It’s true that AI can churn out decent code for well-defined tasks. But coding isn’t just writing lines of syntax; it’s designing systems, solving ambiguous problems, and making judgment calls, so areas where human developers excel. Current AI models have severe limitations in those realms. They lack true understanding of a project’s goals, can’t design a complex software architecture from scratch, and notoriously produce errors if the problem deviates from their training data. Anyone who’s tried using ChatGPT to build a non-trivial app has likely encountered its spectacular failures on edge cases. As one exasperated developer remarked, “These LLMs will NEVER be able to manage a product from inception to post-mortem”, they’re simply statistical parrots, not visionaries. That might be an overstatement, but it highlights that human oversight remains crucial.

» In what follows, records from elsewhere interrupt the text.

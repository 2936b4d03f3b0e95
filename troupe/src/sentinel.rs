//! Termination sentinel convention.
//!
//! A session ends when an agent's final message, with trailing whitespace
//! stripped, ends with the exact sentinel string. The opening message of every
//! session is decorated with an instruction telling agents to emit the
//! sentinel once gratitude phrases appear, so the exchange does not spiral
//! into mutual thanks.

use std::fmt;

use serde::{Deserialize, Serialize};

/// The fixed keyword whose presence as a message suffix signals completion.
///
/// All predicate and decoration logic takes the sentinel explicitly; nothing
/// here captures per-session state.
#[derive(Debug, Clone, PartialEq, Eq, Hash, Serialize, Deserialize)]
#[serde(transparent)]
pub struct Sentinel(String);

impl Sentinel {
    /// Plain keyword used by the one-on-one scripts.
    pub const TERMINATE: &'static str = "TERMINATE";
    /// Bracketed keyword used by the group-chat scripts, harder to emit by
    /// accident in prose.
    pub const TERMINATE_BRACKETED: &'static str = "[TERMINATE]";

    /// Create a sentinel from an arbitrary keyword.
    #[must_use]
    pub fn new(keyword: impl Into<String>) -> Self {
        Self(keyword.into())
    }

    /// The plain `TERMINATE` sentinel.
    #[must_use]
    pub fn terminate() -> Self {
        Self(Self::TERMINATE.to_string())
    }

    /// The bracketed `[TERMINATE]` sentinel.
    #[must_use]
    pub fn bracketed() -> Self {
        Self(Self::TERMINATE_BRACKETED.to_string())
    }

    /// The sentinel keyword.
    #[must_use]
    pub fn as_str(&self) -> &str {
        &self.0
    }

    /// Termination predicate: true iff `content` with trailing whitespace
    /// stripped ends with the exact sentinel.
    ///
    /// Content ending with the sentinel followed by punctuation or any other
    /// character does not match.
    #[must_use]
    pub fn matches(&self, content: &str) -> bool {
        content.trim_end().ends_with(&self.0)
    }

    /// Decorate a task with the termination-instruction suffix that every
    /// session opening message carries.
    #[must_use]
    pub fn decorate(&self, task: &str) -> String {
        format!(
            "{task}\n\nDo not show appreciation in your responses, say only what is necessary. \
             if \"Thank you\" or \"You're welcome\" are said in the conversation, then say {} \
             to indicate the conversation is finished and this is your last message.",
            self.0
        )
    }
}

impl Default for Sentinel {
    fn default() -> Self {
        Self::terminate()
    }
}

impl fmt::Display for Sentinel {
    fn fmt(&self, f: &mut fmt::Formatter<'_>) -> fmt::Result {
        f.write_str(&self.0)
    }
}

impl From<&str> for Sentinel {
    fn from(keyword: &str) -> Self {
        Self::new(keyword)
    }
}

#[cfg(test)]
mod tests {
    use super::*;

    #[test]
    fn matches_exact_suffix() {
        let sentinel = Sentinel::terminate();
        assert!(sentinel.matches("Ha! ... TERMINATE"));
        assert!(sentinel.matches("TERMINATE"));
        assert!(sentinel.matches("done TERMINATE   \n"));
    }

    #[test]
    fn rejects_trailing_punctuation() {
        let sentinel = Sentinel::terminate();
        assert!(!sentinel.matches("... TERMINATE."));
        assert!(!sentinel.matches("TERMINATE!"));
        assert!(!sentinel.matches("TERMINATED"));
        assert!(!sentinel.matches(""));
    }

    #[test]
    fn bracketed_form_is_distinct() {
        let sentinel = Sentinel::bracketed();
        assert!(sentinel.matches("all set [TERMINATE]"));
        assert!(!sentinel.matches("all set TERMINATE"));
    }

    #[test]
    fn decorate_appends_instruction_once() {
        let sentinel = Sentinel::bracketed();
        let decorated = sentinel.decorate("Tell me a joke.");
        assert!(decorated.starts_with("Tell me a joke.\n\n"));
        assert_eq!(decorated.matches("[TERMINATE]").count(), 1);
        assert!(decorated.contains("Do not show appreciation"));
        assert!(decorated.contains("You're welcome"));
    }
}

In practice, AI-generated code often contains bugs or security flaws that only human developers notice and fix. A recent analysis on AI in software development noted that while AI coding tools speed up mundane programming, they “cannot produce code with maintainability or scalability in mind like a human can.” AI code frequently needs refactoring and debugging by people, since the models don’t truly grasp the long-term implications of design choices. In fact, blindly accepting AI code can introduce so much technical debt that it ends up costing time. Thus, savvy companies use AI to assist their coders, not replace them. As a DevOps report bluntly concluded: “it will never replace developers. Instead, these tools will assist developers…enhancing the team’s throughput.”. Never replace is a strong phrase and perhaps “never” is a long time but at least for the foreseeable future, humans are still very much in the loop.
Coding Isn’t Just a Job, It’s a Literacy: Even if AI automates parts of programming, knowing how to code is akin to knowing how to do math. It’s a foundational skill in a digital world. Learning to code teaches computational thinking a way of breaking down problems into logical steps. This mindset is incredibly valuable beyond writing code itself. It enables you to understand what software can and can’t do, to communicate with developers and AI systems, and to creatively leverage technology in any field. In an era when every industry is being transformed by software and AI, understanding the basics of coding is empowering.
For example, the new mantra “learn AI” often really means learn how to use AI tools effectively. But guess what? To automate workflows or build AI-driven solutions, it helps immensely to have some coding ability. If you can script a quick Python data pipeline or tweak a piece of code an AI wrote for you, you’re ahead of the pack. Those who know how to code will boss the AIs around, not vice versa. On the flip side, those who lack any coding/technical background might be at the mercy of whatever the tools give them, without the skills to verify or customize the output.
5. The Market Adapts (and So Can People): The tech industry is famously dynamic. Yes, companies are currently favoring experienced developers and squeezing out entry-level roles. But this trend has downsides: if no one hires junior devs, who will become the senior devs of tomorrow? Forward-thinking firms recognize they must keep bringing in new talent to stay competitive long-term. We’re already seeing some mid-size companies snap up those unemployed CS grads to fill the gap left by big tech’s pause. Startups, too, often need scrappy coders to build MVPs cheaply, they can’t afford a team of highly-paid veterans. In short, opportunities still exist; they’ve just shifted location. Many coders are finding jobs in non-tech industries (finance, manufacturing, healthcare) which are all hungry for software skills as they undergo digital transformations. Coding isn’t confined to Google or Facebook.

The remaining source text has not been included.